Deluxe Corporation (DLX)
NYSE: DLX · Real-Time Price · USD
30.33
+0.06 (0.20%)
Apr 24, 2026, 4:00 PM EDT - Market closed
← View all transcripts

AGM 2026

Apr 23, 2026

Operator

Good day everyone, and welcome to the Deluxe Corporation Annual Meeting. Now, I'll turn the call over to your host, Jeff Cotter, Chief Administrative Officer and General Counsel. Please go ahead, sir.

Jeffrey Cotter
Chief Administrative Officer and General Counsel, Deluxe

Thank you. Good afternoon, everyone, and welcome to the Deluxe Corporation 2026 Annual Shareholder Meeting. I'm Jeff Cotter, Chief Administrative Officer and General Counsel of Deluxe, and it is my pleasure to welcome you today to this meeting. I thank each of you who have joined us via the web portal and the 800 number that we have provided. We will conduct this meeting in accordance with the rules of conduct posted on the virtual meeting login page. We will conduct the business portion of our meeting first and answer questions at the end of the meeting. Though we may not be able to answer every question, we will do our best to provide a response to as many as possible. Please note that only validated shareholders may ask questions in the designated field on the web portal. Out of consideration for others, please limit yourself to one question.

Please also note that this meeting is being recorded. However, no one attending via the webcast or telephone is permitted to use any audio recording device. I will now officially call this meeting to order. I would like to acknowledge all of our board members, each of whom is participating as well. I would also like to recognize Ryan Loepp, lead audit engagement partner from PricewaterhouseCoopers, our independent accounting firm. Ryan will be available to answer questions during the question and answer period following the business portion of the meeting. Brian Anderson, Deluxe's Vice President of Strategy and Investor Relations, is also on the call and will likewise be available to answer questions. The board of directors has appointed Broadridge Financial Solutions to serve as inspector of election for this meeting. Cheryl Nibling, representing Broadridge, is also participating today. Now, let's proceed to the business portion of the meeting.
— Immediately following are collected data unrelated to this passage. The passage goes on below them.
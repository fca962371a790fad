//! AMF value types
//!
//! Both AMF0 and AMF3 share a common value representation. This enum
//! provides a unified type that can be serialized to either format.
//!
//! Complex values (arrays, objects, vectors, dates, byte arrays, XML) are
//! held behind `Rc` handles. Cloning an [`AmfValue`] is shallow for those
//! variants: the clone shares the same allocation, and that shared identity
//! is what the AMF3 object reference table keys on. A value graph where the
//! same array appears twice therefore encodes the second occurrence as a
//! reference, and decoding gives back a graph with the sharing intact.
//!
//! Structural equality (`PartialEq`) recurses through handles. Do not apply
//! it to cyclic graphs; use [`AmfValue::ptr_eq`] there.

use std::cell::RefCell;
use std::rc::Rc;

/// Unified AMF value representation
///
/// This enum represents all value types supported by AMF0 and AMF3.
/// Some types (ByteArray, vectors, Dictionary) are AMF3-only; encoding
/// them in AMF0 mode goes through the avmplus bridge.
#[derive(Debug, Clone, PartialEq)]
pub enum AmfValue {
    /// Null value (AMF0: 0x05, AMF3: 0x01)
    Null,

    /// Undefined value (AMF0: 0x06, AMF3: 0x00)
    Undefined,

    /// Boolean value (AMF0: 0x01, AMF3: 0x02/0x03)
    Boolean(bool),

    /// 29-bit signed integer (AMF3 only: 0x04)
    ///
    /// Legal range is `-2^28 ..= 2^28 - 1`; values outside it are promoted
    /// to Number by the encoder.
    Integer(i32),

    /// IEEE 754 double-precision floating point (AMF0: 0x00, AMF3: 0x05)
    Number(f64),

    /// UTF-8 string (AMF0: 0x02/0x0C, AMF3: 0x06)
    String(String),

    /// Date as milliseconds since Unix epoch, UTC (AMF0: 0x0B, AMF3: 0x08)
    Date(Rc<f64>),

    /// Legacy XML document (AMF0: 0x0F, AMF3: 0x07)
    XmlDocument(Rc<String>),

    /// E4X XML (AMF3 only: 0x0B); same payload shape as XmlDocument
    Xml(Rc<String>),

    /// Raw byte array (AMF3 only: 0x0C)
    ByteArray(Rc<Vec<u8>>),

    /// Array with a dense part and an insertion-ordered associative part
    /// (AMF0: 0x0A/0x08, AMF3: 0x09)
    Array(Rc<RefCell<AmfArray>>),

    /// Object with trait-declared sealed members and dynamic members
    /// (AMF0: 0x03/0x10, AMF3: 0x0A)
    Object(Rc<RefCell<AmfObject>>),

    /// Vector of i32 (AMF3 only: 0x0D)
    IntVector(Rc<RefCell<IntVector>>),

    /// Vector of u32 (AMF3 only: 0x0E)
    UintVector(Rc<RefCell<UintVector>>),

    /// Vector of f64 (AMF3 only: 0x0F)
    DoubleVector(Rc<RefCell<DoubleVector>>),

    /// Vector of values with an element type name (AMF3 only: 0x10)
    ObjectVector(Rc<RefCell<ObjectVector>>),

    /// Dictionary with arbitrary keys (AMF3 only: 0x11)
    Dictionary(Rc<RefCell<AmfDictionary>>),
}

/// Array payload: dense elements plus insertion-ordered associative entries
#[derive(Debug, Clone, Default, PartialEq)]
pub struct AmfArray {
    /// Dense portion, indices `0..dense.len()`
    pub dense: Vec<AmfValue>,
    /// Associative portion, insertion-ordered
    pub assoc: Vec<(String, AmfValue)>,
}

impl AmfArray {
    /// Look up an associative entry by key
    pub fn get_assoc(&self, key: &str) -> Option<&AmfValue> {
        self.assoc.iter().find(|(k, _)| k == key).map(|(_, v)| v)
    }
}

/// Object payload: class name, sealed members, dynamic members
///
/// Sealed members are declared by the object's trait and serialized as bare
/// values in declaration order; dynamic members are name/value pairs
/// appended after them. Both keep insertion order.
#[derive(Debug, Clone, Default, PartialEq)]
pub struct AmfObject {
    /// Trait class name; empty for anonymous objects
    pub class_name: String,
    /// Sealed members in trait declaration order
    pub sealed: Vec<(String, AmfValue)>,
    /// Dynamic members in insertion order
    pub dynamic: Vec<(String, AmfValue)>,
    /// Body is opaque and handled by a registered reader/writer
    pub externalizable: bool,
    /// Raw externalizable body bytes, for values that carry their body
    /// opaquely instead of through a registered writer
    pub externalizable_payload: Option<Vec<u8>>,
}

impl AmfObject {
    /// Create an anonymous object
    pub fn new() -> Self {
        Self::default()
    }

    /// Create an object with a trait class name
    pub fn with_class(class_name: impl Into<String>) -> Self {
        Self {
            class_name: class_name.into(),
            ..Self::default()
        }
    }

    /// Look up a member by name, sealed members first
    pub fn get(&self, key: &str) -> Option<&AmfValue> {
        self.sealed
            .iter()
            .chain(self.dynamic.iter())
            .find(|(k, _)| k == key)
            .map(|(_, v)| v)
    }

    /// Insert or replace a dynamic member
    pub fn insert(&mut self, key: impl Into<String>, value: impl Into<AmfValue>) {
        let key = key.into();
        if let Some(slot) = self.dynamic.iter_mut().find(|(k, _)| *k == key) {
            slot.1 = value.into();
        } else {
            self.dynamic.push((key, value.into()));
        }
    }
}

/// Vector of i32 (AMF3 0x0D)
#[derive(Debug, Clone, Default, PartialEq)]
pub struct IntVector {
    /// Fixed-length flag from the wire
    pub fixed: bool,
    pub items: Vec<i32>,
}

/// Vector of u32 (AMF3 0x0E)
#[derive(Debug, Clone, Default, PartialEq)]
pub struct UintVector {
    pub fixed: bool,
    pub items: Vec<u32>,
}

/// Vector of f64 (AMF3 0x0F)
#[derive(Debug, Clone, Default, PartialEq)]
pub struct DoubleVector {
    pub fixed: bool,
    pub items: Vec<f64>,
}

/// Vector of values with a declared element type (AMF3 0x10)
#[derive(Debug, Clone, Default, PartialEq)]
pub struct ObjectVector {
    /// Element type name; may be empty
    pub type_name: String,
    pub fixed: bool,
    pub items: Vec<AmfValue>,
}

/// Dictionary with arbitrary value keys (AMF3 0x11)
#[derive(Debug, Clone, Default, PartialEq)]
pub struct AmfDictionary {
    /// Weak-key flag from the wire; carried, not acted on
    pub weak_keys: bool,
    pub entries: Vec<(AmfValue, AmfValue)>,
}

impl AmfValue {
    /// Create a Date value from epoch milliseconds
    pub fn date(millis: f64) -> Self {
        AmfValue::Date(Rc::new(millis))
    }

    /// Create a ByteArray value
    pub fn byte_array(bytes: impl Into<Vec<u8>>) -> Self {
        AmfValue::ByteArray(Rc::new(bytes.into()))
    }

    /// Create an E4X XML value
    pub fn xml(s: impl Into<String>) -> Self {
        AmfValue::Xml(Rc::new(s.into()))
    }

    /// Create a legacy XML document value
    pub fn xml_document(s: impl Into<String>) -> Self {
        AmfValue::XmlDocument(Rc::new(s.into()))
    }

    /// Create a dense array
    pub fn array(dense: Vec<AmfValue>) -> Self {
        AmfValue::Array(Rc::new(RefCell::new(AmfArray {
            dense,
            assoc: Vec::new(),
        })))
    }

    /// Create an anonymous object with dynamic members
    pub fn object(members: Vec<(String, AmfValue)>) -> Self {
        AmfValue::Object(Rc::new(RefCell::new(AmfObject {
            dynamic: members,
            ..AmfObject::default()
        })))
    }

    /// Create an object with a trait class name and dynamic members
    pub fn typed_object(class_name: impl Into<String>, members: Vec<(String, AmfValue)>) -> Self {
        AmfValue::Object(Rc::new(RefCell::new(AmfObject {
            class_name: class_name.into(),
            dynamic: members,
            ..AmfObject::default()
        })))
    }

    /// Create an int vector
    pub fn int_vector(fixed: bool, items: Vec<i32>) -> Self {
        AmfValue::IntVector(Rc::new(RefCell::new(IntVector { fixed, items })))
    }

    /// Create a uint vector
    pub fn uint_vector(fixed: bool, items: Vec<u32>) -> Self {
        AmfValue::UintVector(Rc::new(RefCell::new(UintVector { fixed, items })))
    }

    /// Create a double vector
    pub fn double_vector(fixed: bool, items: Vec<f64>) -> Self {
        AmfValue::DoubleVector(Rc::new(RefCell::new(DoubleVector { fixed, items })))
    }

    /// Create an object vector
    pub fn object_vector(type_name: impl Into<String>, fixed: bool, items: Vec<AmfValue>) -> Self {
        AmfValue::ObjectVector(Rc::new(RefCell::new(ObjectVector {
            type_name: type_name.into(),
            fixed,
            items,
        })))
    }

    /// Create a dictionary
    pub fn dictionary(weak_keys: bool, entries: Vec<(AmfValue, AmfValue)>) -> Self {
        AmfValue::Dictionary(Rc::new(RefCell::new(AmfDictionary { weak_keys, entries })))
    }

    /// Try to get this value as a string reference
    pub fn as_str(&self) -> Option<&str> {
        match self {
            AmfValue::String(s) => Some(s),
            _ => None,
        }
    }

    /// Try to get this value as a number
    pub fn as_number(&self) -> Option<f64> {
        match self {
            AmfValue::Number(n) => Some(*n),
            AmfValue::Integer(i) => Some(*i as f64),
            _ => None,
        }
    }

    /// Try to get this value as a boolean
    pub fn as_bool(&self) -> Option<bool> {
        match self {
            AmfValue::Boolean(b) => Some(*b),
            _ => None,
        }
    }

    /// Try to get this value as an object handle
    pub fn as_object(&self) -> Option<&Rc<RefCell<AmfObject>>> {
        match self {
            AmfValue::Object(o) => Some(o),
            _ => None,
        }
    }

    /// Try to get this value as an array handle
    pub fn as_array(&self) -> Option<&Rc<RefCell<AmfArray>>> {
        match self {
            AmfValue::Array(a) => Some(a),
            _ => None,
        }
    }

    /// Check if this value is null or undefined
    pub fn is_null_or_undefined(&self) -> bool {
        matches!(self, AmfValue::Null | AmfValue::Undefined)
    }

    /// Get a member from an object value, or an associative entry from an
    /// array value
    ///
    /// Returns a shallow clone; complex results still share their backing
    /// allocation with this value.
    pub fn get(&self, key: &str) -> Option<AmfValue> {
        match self {
            AmfValue::Object(o) => o.borrow().get(key).cloned(),
            AmfValue::Array(a) => a.borrow().get_assoc(key).cloned(),
            _ => None,
        }
    }

    /// Get a string member from an object value
    pub fn get_string(&self, key: &str) -> Option<String> {
        match self.get(key)? {
            AmfValue::String(s) => Some(s),
            _ => None,
        }
    }

    /// Get a number member from an object value
    pub fn get_number(&self, key: &str) -> Option<f64> {
        self.get(key)?.as_number()
    }

    /// Identity comparison: true when both values are the same allocation
    ///
    /// Scalars are never identity-equal. This is the comparison the AMF3
    /// object reference table performs on encode, and the right one for
    /// cyclic graphs where structural equality does not terminate.
    pub fn ptr_eq(&self, other: &AmfValue) -> bool {
        match (self.handle_addr(), other.handle_addr()) {
            (Some(a), Some(b)) => a == b,
            _ => false,
        }
    }

    /// Address of the backing allocation for complex values
    ///
    /// This is the identity key used by the encode-side object reference
    /// table. Scalar variants have no identity and return None.
    pub(crate) fn handle_addr(&self) -> Option<usize> {
        match self {
            AmfValue::Date(h) => Some(Rc::as_ptr(h) as usize),
            AmfValue::XmlDocument(h) | AmfValue::Xml(h) => Some(Rc::as_ptr(h) as usize),
            AmfValue::ByteArray(h) => Some(Rc::as_ptr(h) as usize),
            AmfValue::Array(h) => Some(Rc::as_ptr(h) as usize),
            AmfValue::Object(h) => Some(Rc::as_ptr(h) as usize),
            AmfValue::IntVector(h) => Some(Rc::as_ptr(h) as usize),
            AmfValue::UintVector(h) => Some(Rc::as_ptr(h) as usize),
            AmfValue::DoubleVector(h) => Some(Rc::as_ptr(h) as usize),
            AmfValue::ObjectVector(h) => Some(Rc::as_ptr(h) as usize),
            AmfValue::Dictionary(h) => Some(Rc::as_ptr(h) as usize),
            _ => None,
        }
    }
}

impl Default for AmfValue {
    fn default() -> Self {
        AmfValue::Null
    }
}

impl From<bool> for AmfValue {
    fn from(v: bool) -> Self {
        AmfValue::Boolean(v)
    }
}

impl From<f64> for AmfValue {
    fn from(v: f64) -> Self {
        AmfValue::Number(v)
    }
}

impl From<i32> for AmfValue {
    fn from(v: i32) -> Self {
        AmfValue::Integer(v)
    }
}

impl From<u32> for AmfValue {
    fn from(v: u32) -> Self {
        // u32 can exceed the 29-bit signed domain; Number always fits
        AmfValue::Number(v as f64)
    }
}

impl From<String> for AmfValue {
    fn from(v: String) -> Self {
        AmfValue::String(v)
    }
}

impl From<&str> for AmfValue {
    fn from(v: &str) -> Self {
        AmfValue::String(v.to_string())
    }
}

impl<V: Into<AmfValue>> From<Vec<V>> for AmfValue {
    fn from(v: Vec<V>) -> Self {
        AmfValue::array(v.into_iter().map(|x| x.into()).collect())
    }
}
Notice of the annual meeting, along with instructions for accessing and receiving copies of our proxy statement and annual report, was mailed to shareholders beginning on 9th March 2026. I have received an affidavit of mailing from Broadridge as inspector of elections, which will be filed with the records of this meeting. The inspector has also reported that sufficient shares are represented in person or by proxy to constitute a quorum, and we may proceed with the meeting. Today, we have four matters of business on our agenda. They were presented in detail in the proxy statement provided to shareholders. The first proposal is to elect nine directors to hold office until the 2027 annual meeting of shareholders. The second item of business is to cast a non-binding advisory vote to approve the compensation of our named executive officers.

The third item of business is to approve amendment number three to the Deluxe Corporation Stock Incentive Plan. The fourth item of business is to ratify the appointment of PricewaterhouseCoopers LLP as Deluxe's independent registered public accounting firm for the year ending 31st December 2026. The polls are now open for voting. Any shareholder who hasn't yet voted or wishes to change their vote may do so by clicking on the voting button on the web portal and following the instructions there. Shareholders who have sent in proxies or voted via telephone or Internet who do not want to change their vote do not need to take any further action. I'll take a short pause for voting. Now that everyone has had the opportunity to vote, I declare the polls closed.

Based on the preliminary report of the inspector of election, I am pleased to report that all the proposals have passed. As required by SEC rules, the definitive vote tabulations will be reported in a filing to be made with the SEC within four business days of this meeting and will be entered in the records of this meeting. I now adjourn the business portion of our meeting. We will now open the meeting for any questions. Please note we will attempt to answer as many questions as time allows, but only questions that are germane to the meeting will be addressed. I see no questions on the portal, so I want to thank everyone again for attending this year's annual meeting of shareholders. We are pleased you participated virtually with us today and for being active participants in Deluxe's journey. With that, I now adjourn the meeting.

Operator

That concludes our meeting today. You may now disconnect.